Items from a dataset
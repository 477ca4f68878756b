//! Module `scanner` implements a one‑pass, streaming UTF‑8 lexer for the Lox
//! language.
//!
//! It transforms a byte slice (`&[u8]`) into a sequence of `Token<'a>`s,
//! skipping whitespace and comments, and emitting exactly one `EOF` token at
//! the end. Designed as a `FusedIterator`, it can be chained safely with other
//! iterator adapters.
//!
//! Lexical errors (unexpected characters, unterminated strings) are yielded
//! in‑stream as `Err` items; scanning continues with the next byte, so a
//! single bad character never hides the rest of the file's tokens.

use crate::error::{LoxError, Result};
use crate::token::{Token, TokenType};
use log::{debug, info};
use memchr::memchr;
use std::iter::FusedIterator;

// ─────────────────────────────────────────────────────────────────────────────
// Static keyword map (compile‑time perfect hash)
// ─────────────────────────────────────────────────────────────────────────────

static KEYWORDS: phf::Map<&'static [u8], TokenType> = phf::phf_map! {
    b"and"    => TokenType::AND,
    b"class"  => TokenType::CLASS,
    b"else"   => TokenType::ELSE,
    b"false"  => TokenType::FALSE,
    b"fun"    => TokenType::FUN,
    b"for"    => TokenType::FOR,
    b"if"     => TokenType::IF,
    b"import" => TokenType::IMPORT,
    b"nil"    => TokenType::NIL,
    b"or"     => TokenType::OR,
    b"print"  => TokenType::PRINT,
    b"return" => TokenType::RETURN,
    b"super"  => TokenType::SUPER,
    b"this"   => TokenType::THIS,
    b"true"   => TokenType::TRUE,
    b"var"    => TokenType::VAR,
    b"while"  => TokenType::WHILE,
};

/// A single pass **scanner / lexer** that converts raw UTF‑8 bytes into a
/// sequence of [`Token`]s.  The lifetime `'a` ties every emitted token’s
/// `lexeme` slice back to the original source buffer.
pub struct Scanner<'a> {
    src: &'a [u8],              // entire source file (memory‑mapped)
    start: usize,               // index of the *first* byte of the current lexeme
    curr: usize,                // index *one past* the last byte examined
    line: usize,                // 1‑based line counter (\n increments)
    pending: Option<TokenType>, // recognised token kind waiting to be emitted
}

impl<'a> Scanner<'a> {
    /// Create a new lexer over `src`.
    #[inline]
    pub fn new(src: &'a [u8]) -> Self {
        info!("Scanner created over {} bytes", src.len());

        Self {
            src,
            start: 0,
            curr: 0,
            line: 1,
            pending: None,
        }
    }

    // ───────────────────────────── primitive helpers ────────────────────────

    /// Return the length of the input slice.
    #[inline(always)]
    const fn len(&self) -> usize {
        self.src.len()
    }

    /// Are we at (or past) the end of input?
    #[inline(always)]
    fn is_at_end(&self) -> bool {
        self.curr >= self.len()
    }

    /// Advance one byte and return it.  *Panics* if called at EOF – higher‑level
    /// code always guards with [`is_at_end`].
    #[inline(always)]
    fn advance(&mut self) -> u8 {
        let b = self.src[self.curr];
        self.curr += 1;
        b
    }

    /// Peek at the current byte without consuming it.  Returns `0` if past EOF
    /// to avoid branching at call‑site.
    #[inline(always)]
    fn peek(&self) -> u8 {
        if self.is_at_end() {
            0
        } else {
            self.src[self.curr]
        }
    }

    /// Peek one byte beyond [`peek`].  Safe at EOF.
    #[inline(always)]
    fn peek_next(&self) -> u8 {
        if self.curr + 1 >= self.len() {
            0
        } else {
            self.src[self.curr + 1]
        }
    }

    /// Conditionally consume a byte **iff** it matches `expected`.
    /// Returns `true` on success so callers can branch inline without an else.
    #[inline(always)]
    fn match_byte(&mut self, expected: u8) -> bool {
        if !self.is_at_end() && self.peek() == expected {
            self.advance();
            true
        } else {
            false
        }
    }

    // ───────────────────────────── core lexing ─────────────────────────────

    /// Scan a *single* token starting at `self.curr`.  If the lexeme produces an
    /// actual token the kind is stored in `self.pending`.  Whitespace and
    /// comments are skipped by returning `Ok(())` with `pending = None`.
    fn scan_token(&mut self) -> Result<()> {
        let b = self.advance();

        match b {
            // ── single‑character punctuators ──────────────────────────────
            b'(' => self.pending = Some(TokenType::LEFT_PAREN),
            b')' => self.pending = Some(TokenType::RIGHT_PAREN),
            b'{' => self.pending = Some(TokenType::LEFT_BRACE),
            b'}' => self.pending = Some(TokenType::RIGHT_BRACE),
            b',' => self.pending = Some(TokenType::COMMA),
            b'.' => self.pending = Some(TokenType::DOT),
            b'-' => self.pending = Some(TokenType::MINUS),
            b'+' => self.pending = Some(TokenType::PLUS),
            b';' => self.pending = Some(TokenType::SEMICOLON),
            b'*' => self.pending = Some(TokenType::STAR),

            // ── two‑character operators (!=, ==, <=, >=) ─────────────────
            b'!' => {
                let tt = if self.match_byte(b'=') {
                    TokenType::BANG_EQUAL
                } else {
                    TokenType::BANG
                };

                self.pending = Some(tt);
            }

            b'=' => {
                let tt = if self.match_byte(b'=') {
                    TokenType::EQUAL_EQUAL
                } else {
                    TokenType::EQUAL
                };

                self.pending = Some(tt);
            }

            b'<' => {
                let tt = if self.match_byte(b'=') {
                    TokenType::LESS_EQUAL
                } else {
                    TokenType::LESS
                };

                self.pending = Some(tt);
            }

            b'>' => {
                let tt = if self.match_byte(b'=') {
                    TokenType::GREATER_EQUAL
                } else {
                    TokenType::GREATER
                };

                self.pending = Some(tt);
            }

            // ── whitespace / newline ─────────────────────────────────────
            b' ' | b'\r' | b'\t' => {
                return Ok(()); // skip insignificants
            }

            b'\n' => {
                self.line += 1; // track for diagnostics

                return Ok(());
            }

            // ── comments (// … until newline) ────────────────────────────
            b'/' => {
                if self.match_byte(b'/') {
                    // Fast‑forward to next newline using `memchr` (≈ 4× faster
                    // than byte‑by‑byte).  If none found, skip to EOF.
                    if let Some(pos) = memchr(b'\n', &self.src[self.curr..]) {
                        self.curr += pos;
                    } else {
                        self.curr = self.len();
                    }

                    return Ok(());
                }

                self.pending = Some(TokenType::SLASH);
            }

            // ── string literal " … " ─────────────────────────────────––
            b'"' => {
                return self.parse_string();
            }

            // ── number literal (digit‑leading) ───────────────────────────
            b'0'..=b'9' => {
                self.parse_number();
            }

            // ── identifiers / keywords (alpha or underscore‑leading) ─────
            b'a'..=b'z' | b'A'..=b'Z' | b'_' => {
                self.parse_identifier();
            }

            // ── unexpected character ─────────────────────────────────────
            _ => {
                return Err(LoxError::lex(
                    self.line,
                    format!("Unexpected character: {}", b as char),
                ));
            }
        }

        Ok(())
    }

    /// Parse a double‑quoted string literal.
    ///
    /// * `self.start` still points to the opening `"`.
    /// * When we return, `self.curr` points **past** the closing `"`.
    /// * An unterminated string is reported at the line it *opened* on, not
    ///   wherever end‑of‑input happened to be.
    fn parse_string(&mut self) -> Result<()> {
        let opening_line: usize = self.line;

        while !self.is_at_end() && self.peek() != b'"' {
            if self.advance() == b'\n' {
                self.line += 1; // multi‑line strings are allowed
            }
        }

        if self.is_at_end() {
            return Err(LoxError::lex(opening_line, "Unterminated string."));
        }

        self.advance(); // consume closing quote

        // Slice excluding the surrounding quotes.
        let slice: &[u8] = &self.src[self.start + 1..self.curr - 1];

        // SAFETY: the original source is valid UTF‑8 (guaranteed by caller).
        let s: &str = unsafe { std::str::from_utf8_unchecked(slice) };

        self.pending = Some(TokenType::STRING(s.to_owned()));

        Ok(())
    }

    /// Parse a numeric literal (`123`, `3.14`).  Fractions are optional; a
    /// trailing dot with no digit after it is *not* part of the number.
    fn parse_number(&mut self) {
        while self.peek().is_ascii_digit() {
            self.advance();
        }

        // Optional fractional part.
        if self.peek() == b'.' && self.peek_next().is_ascii_digit() {
            self.advance(); // consume "."

            while self.peek().is_ascii_digit() {
                self.advance();
            }
        }

        let slice: &[u8] = &self.src[self.start..self.curr];
        let s: &str = unsafe { std::str::from_utf8_unchecked(slice) };
        let n: f64 = s.parse::<f64>().unwrap_or(0.0); // parse never fails (checked digits)
        self.pending = Some(TokenType::NUMBER(n));
    }

    /// Parse an identifier and decide if it is a **keyword** or a generic
    /// `IDENTIFIER` token.
    fn parse_identifier(&mut self) {
        while {
            let c: u8 = self.peek();
            c.is_ascii_alphanumeric() || c == b'_'
        } {
            self.advance();
        }

        let slice: &[u8] = &self.src[self.start..self.curr];

        let tt: TokenType = KEYWORDS
            .get(slice)
            .cloned()
            .unwrap_or(TokenType::IDENTIFIER);

        self.pending = Some(tt);
    }
}

// ───────────────────────── Iterator implementation ─────────────────────────

impl<'a> Iterator for Scanner<'a> {
    type Item = Result<Token<'a>>; // alias = Result<T, LoxError>

    fn next(&mut self) -> Option<Self::Item> {
        // Loop until we either emit a token, hit EOF, or see an error.
        while self.curr <= self.len() {
            // 1. EOF guard – emit exactly one EOF then terminate.
            if self.curr == self.len() {
                self.curr += 1; // ensure fused semantics
                return Some(Ok(Token::new(TokenType::EOF, "", self.line)));
            }

            // 2. Reset per‑token state.
            self.start = self.curr;
            self.pending = None;

            // 3. Attempt to scan a token.
            if let Err(e) = self.scan_token() {
                return Some(Err(e));
            }

            // 4. If a real token was recognised, build and return it.
            if let Some(tt) = self.pending.take() {
                let slice: &[u8] = &self.src[self.start..self.curr];
                let lex: &str = unsafe { std::str::from_utf8_unchecked(slice) };
                debug!("Scanned token ({:?}) on line {}", tt, self.line);

                return Some(Ok(Token::new(tt, lex, self.line)));
            }
            // Otherwise it was whitespace / comment → continue loop.
        }

        None // already yielded EOF
    }
}

impl<'a> FusedIterator for Scanner<'a> {}
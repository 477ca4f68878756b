use log::debug;
use serde::Serialize;
use std::fmt;
use std::mem;

/// The different kinds of tokens recognized by the Lox scanner.
///
/// Variants without data represent single‑character or keyword tokens.
/// `STRING(String)` and `NUMBER(f64)` carry their literal values.
/// `IDENTIFIER` is used for user‑defined names.
/// `EOF` marks the end of input.
#[allow(non_camel_case_types)]
#[derive(Debug, Clone, Serialize)]
pub enum TokenType {
    /// '('
    LEFT_PAREN,

    /// ')'
    RIGHT_PAREN,

    /// '{'
    LEFT_BRACE,

    /// '}'
    RIGHT_BRACE,

    /// ','
    COMMA,

    /// '.'
    DOT,

    /// '-'
    MINUS,

    /// '+'
    PLUS,

    /// ';'
    SEMICOLON,

    /// '/'
    SLASH,

    /// '*'
    STAR,

    /// '!'
    BANG,

    /// '!='
    BANG_EQUAL,

    /// '='
    EQUAL,

    /// '=='
    EQUAL_EQUAL,

    /// '>'
    GREATER,

    /// '>='
    GREATER_EQUAL,

    /// '<'
    LESS,

    /// '<='
    LESS_EQUAL,

    /// A user‑defined identifier
    IDENTIFIER,

    /// A string literal (contents without quotes)
    STRING(String),

    /// A numeric literal
    #[serde(rename = "NUMBER")]
    NUMBER(f64),

    /// 'and'
    AND,

    /// 'class'
    CLASS,

    /// 'else'
    ELSE,

    /// 'false'
    FALSE,

    /// 'fun'
    FUN,

    /// 'for'
    FOR,

    /// 'if'
    IF,

    /// 'import'
    IMPORT,

    /// 'nil'
    NIL,

    /// 'or'
    OR,

    /// 'print'
    PRINT,

    /// 'return'
    RETURN,

    /// 'super'
    SUPER,

    /// 'this'
    THIS,

    /// 'true'
    TRUE,

    /// 'var'
    VAR,

    /// 'while'
    WHILE,

    /// End‑of‑file marker
    EOF,
}

impl PartialEq for TokenType {
    /// Two TokenTypes are equal if they share the same variant
    /// (ignoring any inner data). Uses `mem::discriminant` to compare.
    fn eq(&self, other: &Self) -> bool {
        mem::discriminant(self) == mem::discriminant(other)
    }
}

/// A scanned token, including its type, the original lexeme,
/// and the line number where it was found.
#[derive(Debug, Clone, Serialize, PartialEq)]
pub struct Token<'a> {
    /// The category of this token.
    pub token_type: TokenType,

    /// The exact substring from the source that produced this token.
    pub lexeme: &'a str,

    /// 1‑based line number in the source.
    pub line: usize,
}

impl<'a> Token<'a> {
    /// Create a new Token with the given type, lexeme, and line.
    pub fn new(token_type: TokenType, lexeme: &'a str, line: usize) -> Self {
        debug!(
            "Creating new token: type={:?}, lexeme={}, line={}",
            token_type, lexeme, line
        );

        Self {
            token_type,
            lexeme,
            line,
        }
    }
}

impl<'a> fmt::Display for Token<'a> {
    fn fmt(&self, f: &mut fmt::Formatter<'_>) -> fmt::Result {
        // ── 1. decide literal string (may borrow or inline‑format) ──────────
        let literal_str: &str = match &self.token_type {
            TokenType::STRING(s) => s,
            TokenType::NUMBER(n) => {
                // 3 → "3.0", 3.14 → "3.14"  (uses a tiny stack buffer)
                if n.fract() == 0.0 {
                    // write into a local array → no allocation, then leak
                    let mut buf: itoa::Buffer = itoa::Buffer::new();
                    let printed: String = format!("{}.0", buf.format(*n as i64));
                    Box::leak(printed.into_boxed_str())
                } else {
                    Box::leak(n.to_string().into_boxed_str())
                }
            }
            _ => "null",
        };

        // ── 2. variant name without payloads ───────────────────────────────
        let variant: &'static str = match self.token_type {
            TokenType::STRING(_) => "STRING",
            TokenType::NUMBER(_) => "NUMBER",
            TokenType::LEFT_PAREN => "LEFT_PAREN",
            TokenType::RIGHT_PAREN => "RIGHT_PAREN",
            TokenType::LEFT_BRACE => "LEFT_BRACE",
            TokenType::RIGHT_BRACE => "RIGHT_BRACE",
            TokenType::COMMA => "COMMA",
            TokenType::DOT => "DOT",
            TokenType::MINUS => "MINUS",
            TokenType::PLUS => "PLUS",
            TokenType::SEMICOLON => "SEMICOLON",
            TokenType::SLASH => "SLASH",
            TokenType::STAR => "STAR",
            TokenType::BANG => "BANG",
            TokenType::BANG_EQUAL => "BANG_EQUAL",
            TokenType::EQUAL => "EQUAL",
            TokenType::EQUAL_EQUAL => "EQUAL_EQUAL",
            TokenType::GREATER => "GREATER",
            TokenType::GREATER_EQUAL => "GREATER_EQUAL",
            TokenType::LESS => "LESS",
            TokenType::LESS_EQUAL => "LESS_EQUAL",
            TokenType::IDENTIFIER => "IDENTIFIER",
            TokenType::AND => "AND",
            TokenType::CLASS => "CLASS",
            TokenType::ELSE => "ELSE",
            TokenType::FALSE => "FALSE",
            TokenType::FUN => "FUN",
            TokenType::FOR => "FOR",
            TokenType::IF => "IF",
            TokenType::IMPORT => "IMPORT",
            TokenType::NIL => "NIL",
            TokenType::OR => "OR",
            TokenType::PRINT => "PRINT",
            TokenType::RETURN => "RETURN",
            TokenType::SUPER => "SUPER",
            TokenType::THIS => "THIS",
            TokenType::TRUE => "TRUE",
            TokenType::VAR => "VAR",
            TokenType::WHILE => "WHILE",
            TokenType::EOF => "EOF",
        };

        write!(f, "{} {} {}", variant, self.lexeme, literal_str)
    }
}
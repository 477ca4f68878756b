use std::cell::RefCell;
use std::fs;
use std::io::{self, Write};
use std::path::PathBuf;
use std::rc::Rc;

use treelox::import::resolve_imports;
use treelox::interpreter::Interpreter;
use treelox::parser::Parser;
use treelox::resolver::Resolver;
use treelox::scanner::Scanner;
use treelox::token::Token;

#[derive(Clone, Default)]
struct SharedBuf(Rc<RefCell<Vec<u8>>>);

impl SharedBuf {
    fn contents(&self) -> String {
        String::from_utf8(self.0.borrow().clone()).expect("interpreter wrote invalid UTF-8")
    }
}

impl Write for SharedBuf {
    fn write(&mut self, buf: &[u8]) -> io::Result<usize> {
        self.0.borrow_mut().extend_from_slice(buf);
        Ok(buf.len())
    }

    fn flush(&mut self) -> io::Result<()> {
        Ok(())
    }
}

/// A throwaway directory for the import fixtures of one test.
struct Fixture {
    dir: PathBuf,
}

impl Fixture {
    fn new(name: &str) -> Self {
        let dir = std::env::temp_dir().join(format!("treelox-import-{}-{}", name, std::process::id()));

        let _ = fs::remove_dir_all(&dir);
        fs::create_dir_all(&dir).expect("failed to create fixture directory");

        Self { dir }
    }

    fn write(&self, name: &str, contents: &str) {
        fs::write(self.dir.join(name), contents).expect("failed to write fixture file");
    }
}

impl Drop for Fixture {
    fn drop(&mut self) {
        let _ = fs::remove_dir_all(&self.dir);
    }
}

/// Run `source` as if it were a file living inside `fixture`, imports and all.
fn run_in(fixture: &Fixture, source: &str) -> Result<String, Vec<treelox::error::LoxError>> {
    let tokens: Vec<Token<'_>> = Scanner::new(source.as_bytes())
        .collect::<Result<_, _>>()
        .map_err(|e| vec![e])?;

    let mut parser = Parser::new(&tokens);
    let mut statements = parser.parse()?;

    resolve_imports(&mut statements, &fixture.dir, parser.next_free_id())?;

    let locals = Resolver::new().resolve(&statements)?;

    let buf = SharedBuf::default();
    let mut interpreter = Interpreter::with_output(Box::new(buf.clone()));
    interpreter.note_locals(locals);

    interpreter.interpret(&statements).map_err(|e| vec![e])?;

    Ok(buf.contents())
}

#[test]
fn imported_declarations_precede_the_importing_file() {
    let fixture = Fixture::new("basic");
    fixture.write("helper.lox", "var imported = 42;\n");

    let output = run_in(&fixture, "import \"helper.lox\";\nprint imported;")
        .expect("import failed");

    assert_eq!(output, "42\n");
}

#[test]
fn imports_splice_in_declaration_order() {
    let fixture = Fixture::new("order");
    fixture.write("one.lox", "print \"one\";\n");
    fixture.write("two.lox", "print \"two\";\n");

    let output = run_in(
        &fixture,
        "import \"one.lox\";\nimport \"two.lox\";\nprint \"main\";",
    )
    .expect("import failed");

    assert_eq!(output, "one\ntwo\nmain\n");
}

#[test]
fn transitive_imports_come_first() {
    let fixture = Fixture::new("transitive");
    fixture.write("base.lox", "var base = \"base\";\n");
    fixture.write(
        "middle.lox",
        "import \"base.lox\";\nvar middle = base + \"+middle\";\n",
    );

    let output = run_in(&fixture, "import \"middle.lox\";\nprint middle;")
        .expect("import failed");

    assert_eq!(output, "base+middle\n");
}

#[test]
fn repeated_imports_are_deduplicated() {
    let fixture = Fixture::new("dedup");
    fixture.write("once.lox", "print \"loaded\";\n");

    let output = run_in(
        &fixture,
        "import \"once.lox\";\nimport \"once.lox\";\nprint \"main\";",
    )
    .expect("import failed");

    assert_eq!(output, "loaded\nmain\n");
}

#[test]
fn import_cycles_collapse_to_a_no_op() {
    let fixture = Fixture::new("cycle");
    fixture.write("a.lox", "import \"b.lox\";\nvar a = 1;\n");
    fixture.write("b.lox", "import \"a.lox\";\nvar b = 2;\n");

    // entering through a file that imports into the cycle must terminate
    let output = run_in(&fixture, "import \"a.lox\";\nprint a + b;")
        .expect("cyclic import failed");

    assert_eq!(output, "3\n");
}

#[test]
fn import_below_other_statements_is_rejected() {
    let fixture = Fixture::new("misplaced");
    fixture.write("late.lox", "var x = 1;\n");

    let errors = run_in(&fixture, "print 1;\nimport \"late.lox\";")
        .expect_err("misplaced import must fail");

    assert!(errors[0]
        .to_string()
        .contains("Import must occur at the top of the file"));
}

#[test]
fn unreadable_imports_are_reported() {
    let fixture = Fixture::new("missing");

    let errors = run_in(&fixture, "import \"missing.lox\";")
        .expect_err("missing import must fail");

    assert!(
        errors[0]
            .to_string()
            .contains("Unable to import 'missing.lox'"),
        "got: {}",
        errors[0]
    );
}

#[test]
fn import_statements_are_stripped_before_execution() {
    let fixture = Fixture::new("stripped");
    fixture.write("lib.lox", "var marker = true;\n");

    let tokens: Vec<Token<'_>> = Scanner::new(b"import \"lib.lox\";\nprint marker;" as &[u8])
        .collect::<Result<_, _>>()
        .expect("failed to scan");

    let mut parser = Parser::new(&tokens);
    let mut statements = parser.parse().expect("failed to parse");

    resolve_imports(&mut statements, &fixture.dir, parser.next_free_id())
        .expect("failed to splice");

    assert!(
        !statements
            .iter()
            .any(|s| matches!(s, treelox::parser::Stmt::Import(_))),
        "import statements must not survive splicing"
    );
}
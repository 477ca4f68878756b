//! Centralised error hierarchy for the interpreter.
//!
//! All subsystems (scanner, parser, import splicing, resolver, runtime, CLI)
//! convert their internal failure modes into one of the variants defined here.
//! This enables a uniform `Result<T>` alias throughout the crate and ergonomic
//! inter‑operation with `anyhow`, while still preserving rich diagnostic
//! detail.
//!
//! Display impls carry the full user‑facing report format: compile‑stage
//! errors render as `[line N] Error{where}: message` (with `{where}` empty,
//! ` at end`, or ` at 'lexeme'`), runtime errors as `message` followed by
//! `[line N]` on its own line. The module **does not** print diagnostics
//! itself.

use std::io;
use thiserror::Error;

use log::debug;

use crate::token::{Token, TokenType};

/// Canonical error type used throughout the interpreter.
#[derive(Debug, Error)]
#[non_exhaustive]
pub enum LoxError {
    /// Lexical (scanner) error with source line information.
    #[error("[line {line}] Error: {message}")]
    Lex {
        /// Human‑readable description.
        message: String,

        /// 1‑based line where the error occurred.
        line: usize,
    },

    /// Syntactic (parser) error, located at a concrete token.
    #[error("[line {line}] Error{location}: {message}")]
    Parse {
        message: String,
        line: usize,

        /// Either empty, " at end", or " at '<lexeme>'".
        location: String,
    },

    /// Static‑analysis or resolution failure (e.g. early‑binding errors).
    #[error("[line {line}] Error{location}: {message}")]
    Resolve {
        message: String,
        line: usize,
        location: String,
    },

    /// Runtime evaluation error.
    #[error("{message}\n[line {line}]")]
    Runtime { message: String, line: usize },

    /// Wrapper around `std::io::Error` (transparent).  Enables `?` on I/O ops.
    #[error(transparent)]
    Io(#[from] io::Error),

    /// UTF‑8 decoding failure when ingesting external text.
    #[error(transparent)]
    Utf8(#[from] std::string::FromUtf8Error),
}

/// Build the `{where}` component of a compile‑stage report from the token
/// the error is anchored to.
fn locate(token: &Token<'_>) -> String {
    if token.token_type == TokenType::EOF {
        " at end".to_string()
    } else {
        format!(" at '{}'", token.lexeme)
    }
}

impl LoxError {
    /// Helper constructor for the **scanner**.
    pub fn lex<S: Into<String>>(line: usize, msg: S) -> Self {
        let message: String = msg.into();

        debug!("Creating Lex error: line={}, msg={}", line, message);

        LoxError::Lex { message, line }
    }

    /// Helper constructor for the **parser**, anchored to the offending token.
    pub fn parse<S: Into<String>>(token: &Token<'_>, msg: S) -> Self {
        let message: String = msg.into();

        debug!(
            "Creating Parse error: line={}, at={:?}, msg={}",
            token.line, token.lexeme, message
        );

        LoxError::Parse {
            message,
            line: token.line,
            location: locate(token),
        }
    }

    /// Helper constructor for the **resolver**, anchored to the offending
    /// token.
    pub fn resolve<S: Into<String>>(token: &Token<'_>, msg: S) -> Self {
        let message: String = msg.into();

        debug!(
            "Creating Resolve error: line={}, at={:?}, msg={}",
            token.line, token.lexeme, message
        );

        LoxError::Resolve {
            message,
            line: token.line,
            location: locate(token),
        }
    }

    /// Helper constructor for **runtime** failures.
    pub fn runtime<S: Into<String>>(line: usize, msg: S) -> Self {
        let message: String = msg.into();

        debug!("Creating Runtime error: line={}, msg={}", line, message);

        LoxError::Runtime { message, line }
    }
}

/// Crate‑wide `Result` alias.
pub type Result<T> = std::result::Result<T, LoxError>;
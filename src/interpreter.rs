//! Tree‑walking evaluator.
//!
//! The interpreter owns one persistent global environment, a swappable
//! current environment (saved and restored around every block and call
//! body), and the resolver's `ExprId → depth` side‑table.  Bindings with a
//! recorded depth use the exact‑hop environment path; everything else falls
//! back to the globals.
//!
//! `return` is *not* an error: it is the second arm of [`InterpretError`],
//! a checked unwind signal that every caller propagates until the nearest
//! function‑call boundary consumes it.  Exactly one such signal can be in
//! flight at a time and it never leaks past the call that catches it.

use std::cell::RefCell;
use std::collections::HashMap;
use std::io::Write;
use std::rc::Rc;

use chrono::Utc;
use log::{debug, info};
use thiserror::Error;

use crate::class::{LoxClass, LoxInstance};
use crate::environment::Environment;
use crate::error::{LoxError, Result};
use crate::function::LoxFunction;
use crate::parser::{Expr, ExprId, LiteralValue, Stmt};
use crate::token::{Token, TokenType};
use crate::value::Value;

/// Outcome channel of statement execution: ordinary completion (`Ok`), a
/// runtime failure, or an early `return` in flight toward its call boundary.
#[derive(Debug, Error)]
pub enum InterpretError<'a> {
    #[error(transparent)]
    Runtime(#[from] LoxError),

    #[error("return signal carrying {0}")]
    ReturnSignal(Value<'a>),
}

/// Convenient alias for interpreter results.
pub type IResult<'a, T> = std::result::Result<T, InterpretError<'a>>;

pub struct Interpreter<'a> {
    /// Fixed for the interpreter's lifetime; the fallback for unresolved
    /// names.
    globals: Rc<RefCell<Environment<'a>>>,

    /// The innermost frame of the currently executing scope chain.
    environment: Rc<RefCell<Environment<'a>>>,

    /// Resolver‑computed lexical distances, keyed by node identity.
    locals: HashMap<ExprId, usize>,

    /// Where `print` writes.  Stdout normally, a buffer in tests.
    output: Box<dyn Write>,
}

impl<'a> Default for Interpreter<'a> {
    fn default() -> Self {
        Self::new()
    }
}
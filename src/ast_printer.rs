use crate::parser::{Expr, LiteralValue};

/// Renders an expression tree back to source‑shaped text.  The output is
/// valid Lox: re‑parsing it yields a tree that evaluates identically, which
/// makes the printer double as a parser self‑check.
pub struct AstPrinter;

impl AstPrinter {
    pub fn print(expr: &Expr<'_>) -> String {
        match expr {
            // ── literals ────────────────────────────────────────────────
            Expr::Literal(lit) => match lit {
                LiteralValue::True => "true".into(),

                LiteralValue::False => "false".into(),

                LiteralValue::Nil => "nil".into(),

                LiteralValue::Str(s) => format!("\"{}\"", s),

                LiteralValue::Number(n) => {
                    if n.fract() == 0.0 {
                        // 3 → 3.0, so the lexeme survives a round trip
                        format!("{:.1}", n)
                    } else {
                        n.to_string()
                    }
                }
            },

            // ── grouping ────────────────────────────────────────────────
            Expr::Grouping(inner) => format!("({})", Self::print(inner)),

            // ── unary operator ──────────────────────────────────────────
            Expr::Unary { operator, right } => {
                format!("({}{})", operator.lexeme, Self::print(right))
            }

            // ── binary / logical operators ──────────────────────────────
            Expr::Binary {
                left,
                operator,
                right,
            }
            | Expr::Logical {
                left,
                operator,
                right,
            } => format!(
                "({} {} {})",
                Self::print(left),
                operator.lexeme,
                Self::print(right)
            ),

            // ── bindings ────────────────────────────────────────────────
            Expr::Variable { name, .. } => name.lexeme.into(),

            Expr::Assign { name, value, .. } => {
                format!("({} = {})", name.lexeme, Self::print(value))
            }

            // ── calls and properties ────────────────────────────────────
            Expr::Call {
                callee, arguments, ..
            } => {
                let args: Vec<String> = arguments.iter().map(Self::print).collect();

                format!("{}({})", Self::print(callee), args.join(", "))
            }

            Expr::Get { object, name } => {
                format!("{}.{}", Self::print(object), name.lexeme)
            }

            Expr::Set {
                object,
                name,
                value,
            } => format!(
                "({}.{} = {})",
                Self::print(object),
                name.lexeme,
                Self::print(value)
            ),

            Expr::This { .. } => "this".into(),

            Expr::Super { method, .. } => format!("super.{}", method.lexeme),
        }
    }
}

● **WORK REQUIRED**
Wherever the string "over" occurs in the entries, copy that whole line.

● **SOLUTION TO THE PROBLEM**
    /// Create a new lexer over `src`.
        info!("Scanner created over {} bytes", src.len());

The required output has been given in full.